A study of psychological factors in fibromyalgia patients found an association between alexithymia — a self-awareness personality disposition — and coping strategies that coincide with patients’ perceived social support.
The researchers argue for a need to assess and deal with alexithymia as part of a treatment strategy for fibromyalgia patients.
The study, “Coping strategies and perceived social support in fibromyalgia syndrome: Relationship with alexithymia,” was published in the Scandinavian Journal of Psychology.
Alexithymia is defined as a self-awareness problem that makes it difficult for some people to recognize their own emotions and feelings. These individuals have a hard time understanding their own self-experience or the nuances of how others feel. They also tend to pay too much attention to other events.
In the study, researchers used the Toronto Alexithymia Scale, a questionnaire that measures three aspects of alexithymia: difficulty identifying feelings (DIF); difficulty describing feelings (DDF); and externally-oriented thinking (EOT) — the tendency to focus on outside events and not on their inner emotional experience.
A battery of tests assessing coping strategies, perceived social support, alexithymia, psychological distress, and pain intensity was completed by 153 fibromyalgia patients.
High levels of psychological distress (mainly anxiety and depression) and alexithymia were observed in the fibromyalgia patients who participated in the study.
The Coping Orientations to Problems Experienced scale (Brief COPE), a questionnaire that assesses coping techniques in a variety of stressful situations, was used to measure coping strategies.
Fibromyalgia patients scored higher on problem-focused coping, which includes active coping, instrumental support, and planning. They scored lower on two other coping strategies: emotion-focused coping, which includes acceptance, emotional support, humor, positive reframing, and religion; and dysfunctional coping, which involves behavioral disengagement, denial, self-distraction, self-blame, substance use, and venting.
The higher the alexithymia score (total and EOT), the lower the problem-focused coping score, and vice versa.
Likewise, those scoring high on the alexithymia assessment (total, DDF, and EOT) had lower emotion-focused coping scores, and vice versa. Total and DIF scores were also associated with dysfunctional coping.
All the scores (total, DIF, DDF and EOT) coincided with psychological distress scores — mainly anxiety and depression.
The Multidimensional Scale of Perceived Social Support (MSPSS), a self-report measure of social support, showed that lower scores on perceived social support were associated with higher alexithymia scores (total, DIF and DDF).
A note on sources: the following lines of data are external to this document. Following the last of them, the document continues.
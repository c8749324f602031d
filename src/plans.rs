//! Named plans looked up by their unique name.

use std::sync::Arc;

use async_trait::async_trait;
use axum::{
    extract::{Path, State},
    http::StatusCode,
    response::{IntoResponse, Response},
    routing::get,
    Json, Router,
};
use serde::{Deserialize, Serialize};
use serde_json::json;

use crate::error::AppError;
use crate::forms::repository::RepositoryError;

#[derive(Debug, Clone, PartialEq, Eq, Serialize, Deserialize)]
#[serde(rename_all = "camelCase")]
pub struct Plan {
    pub id: i64,
    pub name: String,
    pub description: Option<String>,
    pub price_cents: i64,
}

#[async_trait]
pub trait PlanRepository: Send + Sync {
    async fn find_by_name(&self, name: &str) -> Result<Option<Plan>, RepositoryError>;
}

pub fn plan_router<P>(plans: Arc<P>) -> Router
where
    P: PlanRepository + 'static,
{
    Router::new()
        .route("/api/plans/:name", get(plan_handler::<P>))
        .with_state(plans)
}

pub(crate) async fn plan_handler<P>(
    State(plans): State<Arc<P>>,
    Path(name): Path<String>,
) -> Result<Response, AppError>
where
    P: PlanRepository + 'static,
{
    match plans.find_by_name(&name).await? {
        Some(plan) => Ok((StatusCode::OK, Json(plan)).into_response()),
        None => {
            tracing::warn!(plan = %name, "no plan with that name");
            let payload = json!({ "error": format!("plan '{name}' not found") });
            Ok((StatusCode::NOT_FOUND, Json(payload)).into_response())
        }
    }
}
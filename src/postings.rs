//! Job and internship postings that applications reference. Read-only here.

use async_trait::async_trait;
use serde::{Deserialize, Serialize};

use crate::forms::domain::{InternshipId, JobId};
use crate::forms::repository::RepositoryError;

#[derive(Debug, Clone, PartialEq, Eq, Serialize, Deserialize)]
#[serde(rename_all = "camelCase")]
pub struct Job {
    pub id: JobId,
    pub title: String,
    pub company: Option<String>,
    pub location: Option<String>,
    pub description: Option<String>,
}

#[derive(Debug, Clone, PartialEq, Eq, Serialize, Deserialize)]
#[serde(rename_all = "camelCase")]
pub struct Internship {
    pub id: InternshipId,
    pub title: String,
    pub company: Option<String>,
    pub location: Option<String>,
    pub duration_months: Option<i64>,
    pub description: Option<String>,
}

#[async_trait]
pub trait PostingRepository: Send + Sync {
    async fn find_job(&self, id: JobId) -> Result<Option<Job>, RepositoryError>;
    async fn find_internship(
        &self,
        id: InternshipId,
    ) -> Result<Option<Internship>, RepositoryError>;
}
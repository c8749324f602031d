pub mod config;
pub mod error;
pub mod forms;
pub mod plans;
pub mod postings;
pub mod storage;
pub mod telemetry;
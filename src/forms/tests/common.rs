use std::collections::HashSet;
use std::sync::{Arc, Mutex};

use async_trait::async_trait;
use axum::body::{Body, Bytes};
use axum::http::{header, Request};
use axum::response::Response;
use serde_json::{json, Value};

use crate::forms::domain::{Form, FormId, InternshipId, JobId, NewForm};
use crate::forms::repository::{FormRepository, RepositoryError};
use crate::forms::service::{CvUpload, FormService, FormSubmission, IntakePolicy};
use crate::forms::form_router;
use crate::postings::{Internship, Job, PostingRepository};

pub(super) const BOUNDARY: &str = "job-portal-test-boundary";

pub(super) fn form_data() -> String {
    json!({
        "fullName": "Priya Nair",
        "email": "priya.nair@example.com",
        "phone": "+91 90000 12345",
        "qualification": "B.Tech Computer Science",
        "skills": "Rust, PostgreSQL"
    })
    .to_string()
}

pub(super) fn pdf_bytes() -> Vec<u8> {
    b"%PDF-1.4\n1 0 obj\n<< /Type /Catalog >>\nendobj\n%%EOF".to_vec()
}

pub(super) fn submission_with(content_type: &str, bytes: Vec<u8>) -> FormSubmission {
    FormSubmission {
        form_data: form_data(),
        cv: Some(CvUpload {
            content_type: Some(content_type.to_string()),
            bytes,
        }),
    }
}

pub(super) fn submission_without_cv() -> FormSubmission {
    FormSubmission {
        form_data: form_data(),
        cv: None,
    }
}

pub(super) fn build_service(
    policy: IntakePolicy,
) -> (
    FormService<MemoryFormRepository, MemoryPostings>,
    Arc<MemoryFormRepository>,
) {
    let repository = Arc::new(MemoryFormRepository::default());
    let postings = Arc::new(MemoryPostings::with_postings(&[10], &[20]));
    let service = FormService::new(repository.clone(), postings, policy);
    (service, repository)
}

pub(super) fn router_with_repository<R>(repository: Arc<R>) -> axum::Router
where
    R: FormRepository + 'static,
{
    let service = FormService::new(
        repository,
        Arc::new(MemoryPostings::default()),
        IntakePolicy::default(),
    );
    form_router(Arc::new(service))
}

#[derive(Default)]
pub(super) struct MemoryFormRepository {
    forms: Mutex<Vec<Form>>,
}

impl MemoryFormRepository {
    pub(super) fn stored(&self) -> Vec<Form> {
        self.forms.lock().expect("repository mutex poisoned").clone()
    }
}

#[async_trait]
impl FormRepository for MemoryFormRepository {
    async fn insert(&self, form: NewForm) -> Result<Form, RepositoryError> {
        let mut guard = self.forms.lock().expect("repository mutex poisoned");
        let id = FormId(guard.len() as i64 + 1);
        let stored = form.with_id(id);
        guard.push(stored.clone());
        Ok(stored)
    }

    async fn fetch(&self, id: FormId) -> Result<Option<Form>, RepositoryError> {
        let guard = self.forms.lock().expect("repository mutex poisoned");
        Ok(guard.iter().find(|form| form.id == id).cloned())
    }

    async fn list(&self) -> Result<Vec<Form>, RepositoryError> {
        Ok(self.stored())
    }

    async fn by_job(&self, job_id: JobId) -> Result<Vec<Form>, RepositoryError> {
        Ok(self
            .stored()
            .into_iter()
            .filter(|form| form.posting.and_then(|posting| posting.job_id()) == Some(job_id))
            .collect())
    }

    async fn by_internship(
        &self,
        internship_id: InternshipId,
    ) -> Result<Vec<Form>, RepositoryError> {
        Ok(self
            .stored()
            .into_iter()
            .filter(|form| {
                form.posting.and_then(|posting| posting.internship_id()) == Some(internship_id)
            })
            .collect())
    }
}

#[derive(Default)]
pub(super) struct MemoryPostings {
    jobs: HashSet<i64>,
    internships: HashSet<i64>,
}

impl MemoryPostings {
    pub(super) fn with_postings(jobs: &[i64], internships: &[i64]) -> Self {
        Self {
            jobs: jobs.iter().copied().collect(),
            internships: internships.iter().copied().collect(),
        }
    }
}

#[async_trait]
impl PostingRepository for MemoryPostings {
    async fn find_job(&self, id: JobId) -> Result<Option<Job>, RepositoryError> {
        Ok(self.jobs.contains(&id.0).then(|| Job {
            id,
            title: "Backend Engineer".to_string(),
            company: None,
            location: None,
            description: None,
        }))
    }

    async fn find_internship(
        &self,
        id: InternshipId,
    ) -> Result<Option<Internship>, RepositoryError> {
        Ok(self.internships.contains(&id.0).then(|| Internship {
            id,
            title: "Data Intern".to_string(),
            company: None,
            location: None,
            duration_months: Some(6),
            description: None,
        }))
    }
}

pub(super) struct UnavailableRepository;

#[async_trait]
impl FormRepository for UnavailableRepository {
    async fn insert(&self, _form: NewForm) -> Result<Form, RepositoryError> {
        Err(RepositoryError::Unavailable("database offline".to_string()))
    }

    async fn fetch(&self, _id: FormId) -> Result<Option<Form>, RepositoryError> {
        Err(RepositoryError::Unavailable("database offline".to_string()))
    }

    async fn list(&self) -> Result<Vec<Form>, RepositoryError> {
        Err(RepositoryError::Unavailable("database offline".to_string()))
    }

    async fn by_job(&self, _job_id: JobId) -> Result<Vec<Form>, RepositoryError> {
        Err(RepositoryError::Unavailable("database offline".to_string()))
    }

    async fn by_internship(
        &self,
        _internship_id: InternshipId,
    ) -> Result<Vec<Form>, RepositoryError> {
        Err(RepositoryError::Unavailable("database offline".to_string()))
    }
}

/// Builds a `multipart/form-data` body with a fixed boundary.
#[derive(Default)]
pub(super) struct MultipartBody {
    buffer: Vec<u8>,
}

impl MultipartBody {
    pub(super) fn text(mut self, name: &str, value: &str) -> Self {
        self.buffer.extend_from_slice(
            format!(
                "--{BOUNDARY}\r\nContent-Disposition: form-data; name=\"{name}\"\r\n\r\n{value}\r\n"
            )
            .as_bytes(),
        );
        self
    }

    /// Part headers only; the file content follows separately.
    pub(super) fn file_header(mut self, name: &str, filename: &str, content_type: &str) -> Self {
        self.buffer.extend_from_slice(
            format!(
                "--{BOUNDARY}\r\nContent-Disposition: form-data; name=\"{name}\"; filename=\"{filename}\"\r\nContent-Type: {content_type}\r\n\r\n"
            )
            .as_bytes(),
        );
        self
    }

    pub(super) fn file(self, name: &str, filename: &str, content_type: &str, bytes: &[u8]) -> Self {
        let mut body = self.file_header(name, filename, content_type);
        body.buffer.extend_from_slice(bytes);
        body.buffer.extend_from_slice(b"\r\n");
        body
    }

    pub(super) fn into_bytes(self) -> Vec<u8> {
        self.buffer
    }

    pub(super) fn finish(mut self) -> Vec<u8> {
        self.buffer
            .extend_from_slice(format!("--{BOUNDARY}--\r\n").as_bytes());
        self.buffer
    }
}

pub(super) fn multipart_request(uri: &str, body: impl Into<Body>) -> Request<Body> {
    Request::post(uri)
        .header(
            header::CONTENT_TYPE,
            format!("multipart/form-data; boundary={BOUNDARY}"),
        )
        .body(body.into())
        .expect("request builds")
}

pub(super) async fn read_body(response: Response) -> Bytes {
    axum::body::to_bytes(response.into_body(), 1024 * 1024)
        .await
        .expect("read body")
}

pub(super) async fn read_text(response: Response) -> String {
    String::from_utf8(read_body(response).await.to_vec()).expect("utf-8 body")
}

pub(super) async fn read_json_body(response: Response) -> Value {
    serde_json::from_slice(&read_body(response).await).expect("json payload")
}
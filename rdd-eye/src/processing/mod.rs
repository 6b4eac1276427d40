//! Per-frame processing stages

pub mod annotate;
mod font;
pub mod postprocess;
pub mod preprocess;

pub use annotate::annotate;
pub use postprocess::postprocess;
pub use preprocess::{resize, FrameGeometry, Resized};

use crate::error::DetectionError;
use crate::frame::Frame;
use crate::labels::LabelSet;
use crate::models::{Detection, SharedDetector};
use tracing::debug;

/// Resize, detect and postprocess one frame with a single threshold
/// snapshot. Holds the detector lock only for the inference call.
pub fn detect_frame(
    detector: &SharedDetector,
    labels: &LabelSet,
    frame: &Frame,
    threshold: f32,
    max_frame_pixels: u64,
) -> Result<Vec<Detection>, DetectionError> {
    if frame.pixel_count() > max_frame_pixels {
        return Err(DetectionError::InvalidFrame(format!(
            "Frame {}x{} exceeds {} pixels",
            frame.width(),
            frame.height(),
            max_frame_pixels
        )));
    }

    let (input_w, input_h) = detector.lock().input_size();
    let resized = resize(frame, input_w, input_h)?;

    let raw = {
        let mut guard = detector.lock();
        debug!("Running {} on {}x{} input", guard.name(), input_w, input_h);
        guard.detect(&resized.frame, threshold)?
    };

    Ok(postprocess(&raw, &resized.geometry, threshold, labels))
}
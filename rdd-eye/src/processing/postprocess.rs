//! Raw model output to domain detections

use crate::labels::LabelSet;
use crate::models::{Detection, RawDetection};
use crate::processing::preprocess::FrameGeometry;
use tracing::{debug, warn};

/// Map raw rows to detections in original-frame pixels.
///
/// Rows below `threshold` are dropped, as are rows whose class index falls
/// outside `labels` or whose box is not finite. Boxes are scaled per axis
/// from resized to original space, truncated to whole pixels and clamped
/// to `[0, dim)`. Scores are clamped into `[0, 1]`. Output keeps the
/// relative order of `raw`.
pub fn postprocess(
    raw: &[RawDetection],
    geometry: &FrameGeometry,
    threshold: f32,
    labels: &LabelSet,
) -> Vec<Detection> {
    let (scale_x, scale_y) = geometry.scale();
    let max_x = geometry.original_width.saturating_sub(1) as f32;
    let max_y = geometry.original_height.saturating_sub(1) as f32;

    let mut detections = Vec::with_capacity(raw.len());
    for (index, row) in raw.iter().enumerate() {
        // NaN never passes
        if !(row.confidence >= threshold) {
            continue;
        }

        let (class_id, label) = match labels.resolve(row.class_id) {
            Ok(resolved) => resolved,
            Err(e) => {
                warn!("Dropping row {}: {}", index, e);
                continue;
            }
        };

        if row.bbox.iter().any(|v| !v.is_finite()) {
            warn!("Dropping row {}: non-finite box {:?}", index, row.bbox);
            continue;
        }

        let [x0, y0, x1, y1] = row.bbox;
        let rescale = |v: f32, scale: f32, max: f32| (v * scale).floor().clamp(0.0, max) as u32;
        let xa = rescale(x0, scale_x, max_x);
        let xb = rescale(x1, scale_x, max_x);
        let ya = rescale(y0, scale_y, max_y);
        let yb = rescale(y1, scale_y, max_y);

        detections.push(Detection {
            class_id,
            label: label.to_string(),
            score: row.confidence.clamp(0.0, 1.0),
            bbox: [xa.min(xb), ya.min(yb), xa.max(xb), ya.max(yb)],
        });
    }

    debug!(
        "Postprocessed {} raw rows into {} detections at threshold {:.2}",
        raw.len(),
        detections.len(),
        threshold
    );
    detections
}
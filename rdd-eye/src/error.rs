//! Error types for rdd-eye

use thiserror::Error;

#[derive(Error, Debug)]
pub enum DetectionError {
    #[error("Model load error: {0}")]
    ModelLoad(String),

    #[error("Invalid frame: {0}")]
    InvalidFrame(String),

    #[error("Class index {class_id} outside label set of {label_count} entries")]
    OutOfRangeClass { class_id: i64, label_count: usize },

    #[error("Inference error: {0}")]
    Inference(String),

    #[error("Configuration error: {0}")]
    Config(String),

    #[error("IO error: {0}")]
    Io(#[from] std::io::Error),

    #[error("Image error: {0}")]
    Image(#[from] image::ImageError),

    #[error("TOML error: {0}")]
    Toml(#[from] toml::de::Error),
}

impl DetectionError {
    /// Errors after which a detector must not be asked again
    pub fn is_fatal(&self) -> bool {
        matches!(self, DetectionError::ModelLoad(_))
    }
}

pub type Result<T> = std::result::Result<T, DetectionError>;

#[cfg(test)]
mod tests {
    use super::*;

    #[test]
    fn test_detection_error_display() {
        let err = DetectionError::InvalidFrame("zero width".to_string());
        assert!(err.to_string().contains("Invalid frame"));
        assert!(err.to_string().contains("zero width"));
    }

    #[test]
    fn test_out_of_range_display() {
        let err = DetectionError::OutOfRangeClass { class_id: 7, label_count: 4 };
        let msg = err.to_string();
        assert!(msg.contains('7'));
        assert!(msg.contains('4'));
    }

    #[test]
    fn test_detection_error_from_io() {
        let io_err = std::io::Error::new(std::io::ErrorKind::NotFound, "weights missing");
        let err: DetectionError = io_err.into();
        match err {
            DetectionError::Io(_) => {}
            _ => panic!("Expected Io error"),
        }
    }

    #[test]
    fn test_only_model_load_is_fatal() {
        assert!(DetectionError::ModelLoad("gone".to_string()).is_fatal());
        assert!(!DetectionError::InvalidFrame("bad".to_string()).is_fatal());
        assert!(!DetectionError::Inference("oops".to_string()).is_fatal());
        assert!(!DetectionError::OutOfRangeClass { class_id: -1, label_count: 4 }.is_fatal());
    }
}
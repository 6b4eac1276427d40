//! Road damage label set

use crate::error::DetectionError;

/// Damage categories the RDD model was trained on, in class-index order
pub const ROAD_DAMAGE_CLASSES: &[&str] = &[
    "Longitudinal Crack",
    "Transverse Crack",
    "Alligator Crack",
    "Potholes",
];

/// Fixed, ordered sequence of class names
#[derive(Debug, Clone, PartialEq, Eq)]
pub struct LabelSet {
    names: Vec<String>,
}

impl LabelSet {
    pub fn new<I, S>(names: I) -> Self
    where
        I: IntoIterator<Item = S>,
        S: Into<String>,
    {
        Self {
            names: names.into_iter().map(Into::into).collect(),
        }
    }

    /// The four road damage categories
    pub fn road_damage() -> Self {
        Self::new(ROAD_DAMAGE_CLASSES.iter().copied())
    }

    pub fn len(&self) -> usize {
        self.names.len()
    }

    pub fn is_empty(&self) -> bool {
        self.names.is_empty()
    }

    /// Resolve a raw class index to its label
    pub fn resolve(&self, class_id: i64) -> Result<(usize, &str), DetectionError> {
        usize::try_from(class_id)
            .ok()
            .and_then(|idx| self.names.get(idx).map(|name| (idx, name.as_str())))
            .ok_or(DetectionError::OutOfRangeClass {
                class_id,
                label_count: self.names.len(),
            })
    }

    pub fn iter(&self) -> impl Iterator<Item = &str> {
        self.names.iter().map(String::as_str)
    }
}

impl Default for LabelSet {
    fn default() -> Self {
        Self::road_damage()
    }
}
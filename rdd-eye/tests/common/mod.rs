//! Shared test doubles for rdd-eye integration tests

#![allow(dead_code)]

use image::{Rgb, RgbImage};
use parking_lot::Mutex;
use rdd_eye::error::DetectionError;
use rdd_eye::{Detector, Frame, RawDetection};
use std::collections::VecDeque;
use std::sync::Arc;

type Hook = Box<dyn FnMut(usize) + Send>;

/// Detector that replays one scripted output per call and records the
/// thresholds it was called with.
pub struct ScriptedDetector {
    outputs: VecDeque<Result<Vec<RawDetection>, DetectionError>>,
    seen_thresholds: Arc<Mutex<Vec<f32>>>,
    calls: usize,
    during_detect: Option<Hook>,
}

impl ScriptedDetector {
    pub fn new(outputs: Vec<Vec<RawDetection>>) -> Self {
        Self {
            outputs: outputs.into_iter().map(Ok).collect(),
            seen_thresholds: Arc::new(Mutex::new(Vec::new())),
            calls: 0,
            during_detect: None,
        }
    }

    pub fn with_results(outputs: Vec<Result<Vec<RawDetection>, DetectionError>>) -> Self {
        let mut detector = Self::new(vec![]);
        detector.outputs = outputs.into_iter().collect();
        detector
    }

    /// Run `hook(call_index)` while inference is in flight
    pub fn during_detect(mut self, hook: impl FnMut(usize) + Send + 'static) -> Self {
        self.during_detect = Some(Box::new(hook));
        self
    }

    pub fn thresholds(&self) -> Arc<Mutex<Vec<f32>>> {
        self.seen_thresholds.clone()
    }
}

impl Detector for ScriptedDetector {
    fn detect(&mut self, frame: &Frame, threshold: f32) -> Result<Vec<RawDetection>, DetectionError> {
        assert_eq!(frame.dimensions(), (640, 640), "detector fed unresized frame");
        self.seen_thresholds.lock().push(threshold);
        if let Some(hook) = self.during_detect.as_mut() {
            hook(self.calls);
        }
        self.calls += 1;
        self.outputs.pop_front().unwrap_or_else(|| Ok(vec![]))
    }

    fn input_size(&self) -> (u32, u32) {
        (640, 640)
    }

    fn name(&self) -> &str {
        "scripted"
    }
}

pub fn road_frame(width: u32, height: u32) -> Frame {
    let img = RgbImage::from_fn(width, height, |x, y| Rgb([(x % 251) as u8, (y % 241) as u8, 60]));
    Frame::new(img).unwrap()
}

pub fn pothole(confidence: f32, bbox: [f32; 4]) -> RawDetection {
    RawDetection::new(3, confidence, bbox)
}
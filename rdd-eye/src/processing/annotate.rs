//! Draw detections onto a copy of a frame

use crate::frame::Frame;
use crate::models::Detection;
use crate::processing::font::{self, GLYPH_HEIGHT, GLYPH_WIDTH};
use image::{Rgb, RgbImage};
use imageproc::drawing::{draw_filled_rect_mut, draw_hollow_rect_mut};
use imageproc::rect::Rect;
use tracing::debug;

/// Box colour per damage class, indexed by class id
const CLASS_COLORS: &[Rgb<u8>] = &[
    Rgb([255, 56, 56]),  // Longitudinal Crack
    Rgb([255, 157, 151]), // Transverse Crack
    Rgb([255, 112, 31]), // Alligator Crack
    Rgb([72, 249, 10]),  // Potholes
];

const TEXT_COLOR: Rgb<u8> = Rgb([255, 255, 255]);

pub fn class_color(class_id: usize) -> Rgb<u8> {
    CLASS_COLORS[class_id % CLASS_COLORS.len()]
}

/// Label drawn above each box
pub fn label_text(detection: &Detection) -> String {
    format!("{} {:.2}", detection.label, detection.score)
}

/// Stroke width scaled to frame size, at least 2px
fn line_width(width: u32, height: u32) -> u32 {
    (((width + height) as f32 / 2.0 * 0.003).round() as u32).max(2)
}

/// Return a new frame with one rectangle and one label per detection.
///
/// Detections are painted in slice order, so a later detection covers an
/// earlier one wherever they overlap. `frame` is left untouched.
pub fn annotate(frame: &Frame, detections: &[Detection]) -> Frame {
    let mut canvas = frame.to_image();
    let stroke = line_width(frame.width(), frame.height());
    let text_scale = (stroke / 2).max(1);

    for detection in detections {
        let color = class_color(detection.class_id);
        draw_box(&mut canvas, detection.bbox, stroke, color);
        draw_label(&mut canvas, &label_text(detection), detection.bbox, text_scale, color);
    }

    debug!("Annotated {} detections", detections.len());
    Frame::from_derived(canvas)
}

fn fill(canvas: &mut RgbImage, x: i32, y: i32, width: u32, height: u32, color: Rgb<u8>) {
    if width == 0 || height == 0 {
        return;
    }
    draw_filled_rect_mut(canvas, Rect::at(x, y).of_size(width, height), color);
}

/// Hollow rectangle whose stroke grows inward from the box edges
fn draw_box(canvas: &mut RgbImage, bbox: [u32; 4], stroke: u32, color: Rgb<u8>) {
    let [x0, y0, x1, y1] = bbox;
    let width = x1.saturating_sub(x0) + 1;
    let height = y1.saturating_sub(y0) + 1;

    for offset in 0..stroke {
        let w = width.saturating_sub(offset * 2);
        let h = height.saturating_sub(offset * 2);
        if w == 0 || h == 0 {
            break;
        }
        let rect = Rect::at((x0 + offset) as i32, (y0 + offset) as i32).of_size(w, h);
        draw_hollow_rect_mut(canvas, rect, color);
    }
}

/// Filled tab with the label text, above the box when it fits, else inside
fn draw_label(canvas: &mut RgbImage, text: &str, bbox: [u32; 4], scale: u32, background: Rgb<u8>) {
    let pad = scale;
    let advance = (GLYPH_WIDTH + 1) * scale;
    let tab_w = text.chars().count() as u32 * advance + pad * 2;
    let tab_h = GLYPH_HEIGHT * scale + pad * 2;

    let x = bbox[0] as i32;
    let y = (if bbox[1] >= tab_h { bbox[1] - tab_h } else { bbox[1] }) as i32;

    fill(canvas, x, y, tab_w, tab_h, background);

    for (i, ch) in text.chars().enumerate() {
        let gx = x + (pad + i as u32 * advance) as i32;
        let gy = y + pad as i32;
        for row in 0..GLYPH_HEIGHT {
            for col in 0..GLYPH_WIDTH {
                if font::is_set(ch, col, row) {
                    let px = gx + (col * scale) as i32;
                    let py = gy + (row * scale) as i32;
                    fill(canvas, px, py, scale, scale, TEXT_COLOR);
                }
            }
        }
    }
}

#[cfg(test)]
mod tests {
    use super::*;

    fn grey(width: u32, height: u32) -> Frame {
        Frame::new(RgbImage::from_pixel(width, height, Rgb([128, 128, 128]))).unwrap()
    }

    fn detection(class_id: usize, bbox: [u32; 4]) -> Detection {
        Detection {
            class_id,
            label: crate::labels::ROAD_DAMAGE_CLASSES[class_id].to_string(),
            score: 0.87,
            bbox,
        }
    }

    #[test]
    fn test_annotate_does_not_mutate_input() {
        let frame = grey(320, 240);
        let before = frame.to_image();
        let out = annotate(&frame, &[detection(0, [10, 40, 100, 120])]);

        assert_eq!(frame.as_image(), &before);
        assert!(!out.shares_buffer(&frame));
        assert_ne!(out.as_image(), &before);
    }

    #[test]
    fn test_annotate_without_detections_copies_frame() {
        let frame = grey(16, 16);
        let out = annotate(&frame, &[]);
        assert_eq!(out, frame);
    }

    #[test]
    fn test_box_edges_use_class_color() {
        let frame = grey(200, 200);
        let out = annotate(&frame, &[detection(3, [50, 100, 150, 180])]);
        // bottom-right corner is never covered by the label tab
        assert_eq!(out.as_image().get_pixel(150, 180), &class_color(3));
        assert_eq!(out.as_image().get_pixel(100, 150), &Rgb([128, 128, 128]));
    }

    #[test]
    fn test_later_detection_paints_over_earlier() {
        let frame = grey(200, 200);
        let first = detection(0, [20, 60, 120, 160]);
        let second = detection(3, [20, 60, 120, 160]);

        let out = annotate(&frame, &[first.clone(), second.clone()]);
        assert_eq!(out.as_image().get_pixel(120, 160), &class_color(3));

        let reversed = annotate(&frame, &[second, first]);
        assert_eq!(reversed.as_image().get_pixel(120, 160), &class_color(0));
    }

    #[test]
    fn test_box_at_frame_edge_is_clipped() {
        let frame = grey(64, 64);
        let out = annotate(&frame, &[detection(1, [0, 0, 63, 63])]);
        assert_eq!(out.dimensions(), (64, 64));
        assert_eq!(out.as_image().get_pixel(63, 63), &class_color(1));
    }

    #[test]
    fn test_stroke_grows_inward_only() {
        let frame = grey(2000, 2000);
        assert_eq!(line_width(2000, 2000), 6);
        let out = annotate(&frame, &[detection(2, [100, 100, 400, 400])]);
        let img = out.as_image();

        for x in 100..106 {
            assert_eq!(img.get_pixel(x, 300), &class_color(2));
        }
        assert_eq!(img.get_pixel(106, 300), &Rgb([128, 128, 128]));
        assert_eq!(img.get_pixel(99, 300), &Rgb([128, 128, 128]));
        assert_eq!(img.get_pixel(400, 400), &class_color(2));
        assert_eq!(img.get_pixel(401, 401), &Rgb([128, 128, 128]));
    }

    #[test]
    fn test_label_text_format() {
        assert_eq!(label_text(&detection(3, [0, 0, 1, 1])), "Potholes 0.87");
    }
}
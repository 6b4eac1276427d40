//! Result hand-off between the frame loop and a display consumer
//!
//! The channel holds at most one batch. Publishing never blocks and
//! replaces any batch the consumer has not read yet: a live table only
//! cares about the newest frame.

use crate::models::Detection;
use std::sync::Arc;
use std::time::Duration;
use tokio::sync::watch;
use tracing::debug;

/// Detections produced for one frame
#[derive(Debug, Clone, PartialEq)]
pub struct ResultBatch {
    /// Position of the frame in the stream, starting at 0
    pub frame_index: u64,
    /// Threshold snapshot the batch was filtered with
    pub threshold: f32,
    pub detections: Vec<Detection>,
}

/// Producer side of the single-slot channel
#[derive(Debug)]
pub struct ResultChannel {
    tx: watch::Sender<Option<Arc<ResultBatch>>>,
}

/// Consumer side; each receiver tracks which batch it has already seen
#[derive(Debug, Clone)]
pub struct ResultReceiver {
    rx: watch::Receiver<Option<Arc<ResultBatch>>>,
}

impl ResultChannel {
    pub fn new() -> Self {
        let (tx, _rx) = watch::channel(None);
        Self { tx }
    }

    /// Store `batch`, overwriting an unconsumed one. Works with or without
    /// live receivers.
    pub fn publish(&self, batch: ResultBatch) -> Arc<ResultBatch> {
        let batch = Arc::new(batch);
        let replaced = self.tx.send_replace(Some(Arc::clone(&batch)));
        if let Some(old) = replaced {
            debug!("Batch for frame {} replaced by frame {}", old.frame_index, batch.frame_index);
        }
        batch
    }

    /// New consumer; batches published before this call count as seen
    pub fn subscribe(&self) -> ResultReceiver {
        ResultReceiver { rx: self.tx.subscribe() }
    }

    /// Most recent batch regardless of what consumers have seen
    pub fn latest(&self) -> Option<Arc<ResultBatch>> {
        self.tx.borrow().clone()
    }
}

impl Default for ResultChannel {
    fn default() -> Self {
        Self::new()
    }
}

impl ResultReceiver {
    /// Take the pending batch if one arrived since the last read
    pub fn try_latest(&mut self) -> Option<Arc<ResultBatch>> {
        match self.rx.has_changed() {
            Ok(true) => self.rx.borrow_and_update().clone(),
            _ => None,
        }
    }

    /// Wait up to `wait` for a batch newer than the last one read. Returns
    /// `None` on timeout or once the producer is gone.
    pub async fn next_batch(&mut self, wait: Duration) -> Option<Arc<ResultBatch>> {
        match tokio::time::timeout(wait, self.rx.changed()).await {
            Ok(Ok(())) => self.rx.borrow_and_update().clone(),
            Ok(Err(_)) => {
                debug!("Result channel closed");
                None
            }
            Err(_) => None,
        }
    }
}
The researchers noted that each of the three different aspects of the dysfunction had specific effects on coping strategies and social support in the patients studied, making it important to take all three aspects into account when treating patients.
“Psychological interventions should take into account the specific dimensions of alexithymia which appear to be more compromised in each FM [fibromyalgia] patient,” the researchers wrote. The results showed a specific relationship between factors in the emotional dysfunction “and the coping strategies or the perceived social support,” they added.
“A psychological intervention focusing on the specific alexithymic features should thus be considered a key clinical aspect in the treatment of [fibromyalgia], in order to improve both their coping strategies and the levels of social support,” the authors said.